● **DATA FOR THIS TASK**:
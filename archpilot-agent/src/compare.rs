use crate::agent::{CheckReport, CheckResult, GenerationAgent, ProposeInput};
use crate::design::designs_prompt_json;
use crate::parse::parse_reply;
use archpilot_core::{
    ArchError, ArtifactKind, ArtifactPayload, Comparison, Inference, InferenceRequest, Result,
    TEMPLATE_COMPARE,
};
use async_trait::async_trait;
use std::sync::Arc;

/// Default evaluation criteria, following the well-architected pillars.
pub const DEFAULT_CRITERIA: [&str; 5] =
    ["operational-excellence", "security", "reliability", "performance", "cost"];

/// Scores every accepted design candidate on every declared criterion and
/// recommends one.
pub struct CompareAgent {
    inference: Arc<dyn Inference>,
    criteria: Vec<String>,
}

impl CompareAgent {
    pub fn new(inference: Arc<dyn Inference>) -> Self {
        Self { inference, criteria: DEFAULT_CRITERIA.iter().map(|c| c.to_string()).collect() }
    }

    #[must_use]
    pub fn with_criteria<I, S>(mut self, criteria: I) -> Self
    where
        I: IntoIterator<Item = S>,
        S: Into<String>,
    {
        self.criteria = criteria.into_iter().map(Into::into).collect();
        self
    }
}

#[async_trait]
impl GenerationAgent for CompareAgent {
    fn name(&self) -> &str {
        "compare_agent"
    }

    fn kind(&self) -> ArtifactKind {
        ArtifactKind::Comparison
    }

    async fn propose(&self, input: &ProposeInput) -> Result<ArtifactPayload> {
        let priors = input.prior_designs();
        if priors.len() < 2 {
            return Err(ArchError::Agent(format!(
                "comparison needs at least two designs, got {}",
                priors.len()
            )));
        }

        let mut request = InferenceRequest::new(TEMPLATE_COMPARE)
            .with_variable("criteria", self.criteria.join(", "))
            .with_variable("priors", designs_prompt_json(&priors)?)
            .with_temperature(0.2);
        if !input.context.is_empty() {
            request = request.with_variable("context", input.context.to_prompt_block());
        }
        if let Some(critique) = &input.critique {
            request = request.with_variable("critique", critique.to_prompt_text());
        }

        let reply = self.inference.generate(request).await?;
        let comparison: Comparison = parse_reply(&reply)?;
        Ok(ArtifactPayload::Comparison(comparison))
    }

    fn evaluate(&self, candidate: &ArtifactPayload, input: &ProposeInput) -> CheckReport {
        let mut report = CheckReport::default();
        let Some(comparison) = candidate.as_comparison() else {
            report.push(CheckResult::fail("payload_kind", "candidate is not a comparison"));
            return report;
        };

        let designs = input.prior_designs();
        for design in &designs {
            let occurrences =
                comparison.entries.iter().filter(|e| e.design_version == design.version).count();
            let name = format!("entry_for_design_v{}", design.version);
            match occurrences {
                1 => report.push(CheckResult::pass(name)),
                0 => report.push(CheckResult::fail(
                    name,
                    format!("design version {} is missing from the comparison", design.version),
                )),
                n => report.push(CheckResult::fail(
                    name,
                    format!("design version {} appears {n} times", design.version),
                )),
            }
        }

        let unknown = comparison
            .entries
            .iter()
            .find(|e| !designs.iter().any(|d| d.version == e.design_version));
        match unknown {
            Some(entry) => report.push(CheckResult::fail(
                "no_unknown_designs",
                format!("entry '{}' references unknown design version {}", entry.design_name, entry.design_version),
            )),
            None => report.push(CheckResult::pass("no_unknown_designs")),
        }

        let mut unscored = Vec::new();
        for entry in &comparison.entries {
            for criterion in &self.criteria {
                if entry.score_for(criterion).is_none() {
                    unscored.push(format!("{} on {}", entry.design_name, criterion));
                }
            }
        }
        if unscored.is_empty() {
            report.push(CheckResult::pass("all_criteria_scored"));
        } else {
            report.push(CheckResult::fail(
                "all_criteria_scored",
                format!("missing scores: {}", unscored.join("; ")),
            ));
        }

        if comparison.entries.iter().any(|e| e.design_name == comparison.recommended) {
            report.push(CheckResult::pass("recommended_named"));
        } else {
            report.push(CheckResult::fail(
                "recommended_named",
                format!("recommendation '{}' matches no compared design", comparison.recommended),
            ));
        }

        report
    }
}
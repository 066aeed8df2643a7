//! # archpilot-core
//!
//! Core traits and types for the archpilot architecture design pipeline.
//!
//! ## Overview
//!
//! This crate provides the foundational abstractions shared by every pipeline
//! component:
//!
//! - [`ArchError`] / [`Result`] - The error taxonomy for all subsystems
//! - [`Artifact`] / [`ArtifactPayload`] - Typed, versioned pipeline outputs
//! - [`Inference`] - The hosted text-generation boundary
//! - [`PromptLibrary`] - Prompt templates with placeholder substitution
//! - [`PipelineRequest`] / [`ResultBundle`] - The pipeline's outer contract
//! - [`RetryConfig`] - Shared bounded-backoff policy for external calls

pub mod artifact;
pub mod error;
pub mod inference;
pub mod payload;
pub mod request;
pub mod retry;
pub mod template;

pub use artifact::{Artifact, ArtifactKind, ArtifactPayload};
pub use error::{ArchError, Result};
pub use inference::{Inference, InferenceRequest};
pub use payload::{
    Comparison, ComparisonEntry, CriterionScore, DesignCandidate, DiagramEdge, DiagramSource,
    PhasePlan, RequirementsProfile, RoleAssignment, ServiceLayer, StaffingPlan,
};
pub use request::{BundleEntry, PipelineRequest, ResultBundle};
pub use retry::{
    RetryConfig, execute_with_retry, is_retryable_error_message, is_retryable_inference_error,
    is_retryable_status_code,
};
pub use template::{
    PromptLibrary, TEMPLATE_COMPARE, TEMPLATE_DESIGN, TEMPLATE_DIAGRAM, TEMPLATE_STAFFING,
    render_template,
};
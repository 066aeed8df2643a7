use archpilot_core::{Artifact, ArtifactKind, ArtifactPayload, Result};
use archpilot_rag::RetrievalContext;
use async_trait::async_trait;
use serde::{Deserialize, Serialize};

/// Everything an agent needs for one proposal: the requirement text, grounding
/// context, prior artifacts, and the critique from the previous attempt when
/// refinement is iterating.
#[derive(Debug, Clone, Default)]
pub struct ProposeInput {
    pub requirements: String,
    pub context: RetrievalContext,
    pub priors: Vec<Artifact>,
    pub critique: Option<Critique>,
}

impl ProposeInput {
    pub fn new(requirements: impl Into<String>) -> Self {
        Self { requirements: requirements.into(), ..Self::default() }
    }

    #[must_use]
    pub fn with_context(mut self, context: RetrievalContext) -> Self {
        self.context = context;
        self
    }

    #[must_use]
    pub fn with_priors(mut self, priors: Vec<Artifact>) -> Self {
        self.priors = priors;
        self
    }

    /// Prior design artifacts, oldest first.
    pub fn prior_designs(&self) -> Vec<&Artifact> {
        self.priors.iter().filter(|a| a.kind == ArtifactKind::Design).collect()
    }

    /// The design artifact a downstream step was selected to run against.
    pub fn selected_design(&self) -> Option<&Artifact> {
        self.prior_designs().into_iter().next_back()
    }
}

/// Outcome of one named acceptance check.
#[derive(Debug, Clone, PartialEq, Serialize, Deserialize)]
pub struct CheckResult {
    pub name: String,
    pub passed: bool,
    pub detail: String,
}

impl CheckResult {
    pub fn pass(name: impl Into<String>) -> Self {
        Self { name: name.into(), passed: true, detail: String::new() }
    }

    pub fn fail(name: impl Into<String>, detail: impl Into<String>) -> Self {
        Self { name: name.into(), passed: false, detail: detail.into() }
    }
}

/// Full acceptance-check report for one candidate.
#[derive(Debug, Clone, Default, PartialEq, Serialize, Deserialize)]
pub struct CheckReport {
    pub results: Vec<CheckResult>,
}

impl CheckReport {
    pub fn push(&mut self, result: CheckResult) {
        self.results.push(result);
    }

    pub fn all_passed(&self) -> bool {
        self.results.iter().all(|r| r.passed)
    }

    pub fn passed_count(&self) -> usize {
        self.results.iter().filter(|r| r.passed).count()
    }

    pub fn failed(&self) -> impl Iterator<Item = &CheckResult> {
        self.results.iter().filter(|r| !r.passed)
    }

    /// Converts the failed checks into the critique seeding the next attempt.
    pub fn to_critique(&self, attempt: u32) -> Critique {
        Critique {
            attempt,
            failed_checks: self
                .failed()
                .map(|r| {
                    if r.detail.is_empty() {
                        r.name.clone()
                    } else {
                        format!("{}: {}", r.name, r.detail)
                    }
                })
                .collect(),
        }
    }
}

/// Structured feedback from a rejected attempt, rendered into the next prompt.
#[derive(Debug, Clone, Default, PartialEq, Serialize, Deserialize)]
pub struct Critique {
    pub attempt: u32,
    pub failed_checks: Vec<String>,
}

impl Critique {
    pub fn to_prompt_text(&self) -> String {
        let mut text = String::from(
            "Your previous candidate was rejected. Fix every issue below and respond again:\n",
        );
        for failed in &self.failed_checks {
            text.push_str(&format!("- {failed}\n"));
        }
        text
    }
}

/// One specialized generation step: a pure mapping from requirements, grounding
/// context, prior artifacts, and optional critique to one candidate payload,
/// plus the acceptance checks that decide whether refinement may stop.
#[async_trait]
pub trait GenerationAgent: Send + Sync {
    fn name(&self) -> &str;

    fn kind(&self) -> ArtifactKind;

    async fn propose(&self, input: &ProposeInput) -> Result<ArtifactPayload>;

    fn evaluate(&self, candidate: &ArtifactPayload, input: &ProposeInput) -> CheckReport;
}
use crate::Result;
use async_trait::async_trait;
use std::collections::HashMap;

/// One request to the hosted inference capability.
///
/// The caller names a prompt template and supplies the variables it needs; the
/// implementation decides how the rendered prompt reaches the model.
#[derive(Debug, Clone)]
pub struct InferenceRequest {
    pub template_id: String,
    pub variables: HashMap<String, String>,
    pub temperature: Option<f32>,
}

impl InferenceRequest {
    pub fn new(template_id: impl Into<String>) -> Self {
        Self { template_id: template_id.into(), variables: HashMap::new(), temperature: None }
    }

    #[must_use]
    pub fn with_variable(mut self, key: impl Into<String>, value: impl Into<String>) -> Self {
        self.variables.insert(key.into(), value.into());
        self
    }

    #[must_use]
    pub fn with_temperature(mut self, temperature: f32) -> Self {
        self.temperature = Some(temperature);
        self
    }
}

/// Hosted text-generation capability.
///
/// Treated as a black box that may be slow, rate-limited, or occasionally
/// malformed; callers validate its output and retry through the refinement
/// engine rather than trusting a single reply.
#[async_trait]
pub trait Inference: Send + Sync {
    fn name(&self) -> &str;
    async fn generate(&self, req: InferenceRequest) -> Result<String>;
}

#[cfg(test)]
mod tests {
    use super::*;

    #[test]
    fn test_request_builder() {
        let req = InferenceRequest::new("design_candidate")
            .with_variable("requirements", "stateless web API")
            .with_temperature(0.3);
        assert_eq!(req.template_id, "design_candidate");
        assert_eq!(req.variables.get("requirements").unwrap(), "stateless web API");
        assert_eq!(req.temperature, Some(0.3));
    }
}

● **WORK ITEM**: In the data above, find the line that contains "pub fn with_priors(mut" and the line that contains "for one candidate.". Repeat exactly those lines and every line between them, and only those.

● **EXERCISE RESPONSE**:
    pub fn with_priors(mut self, priors: Vec<Artifact>) -> Self {
        self.priors = priors;
        self
    }

    /// Prior design artifacts, oldest first.
    pub fn prior_designs(&self) -> Vec<&Artifact> {
        self.priors.iter().filter(|a| a.kind == ArtifactKind::Design).collect()
    }

    /// The design artifact a downstream step was selected to run against.
    pub fn selected_design(&self) -> Option<&Artifact> {
        self.prior_designs().into_iter().next_back()
    }
}

/// Outcome of one named acceptance check.
#[derive(Debug, Clone, PartialEq, Serialize, Deserialize)]
pub struct CheckResult {
    pub name: String,
    pub passed: bool,
    pub detail: String,
}

impl CheckResult {
    pub fn pass(name: impl Into<String>) -> Self {
        Self { name: name.into(), passed: true, detail: String::new() }
    }

    pub fn fail(name: impl Into<String>, detail: impl Into<String>) -> Self {
        Self { name: name.into(), passed: false, detail: detail.into() }
    }
}

/// Full acceptance-check report for one candidate.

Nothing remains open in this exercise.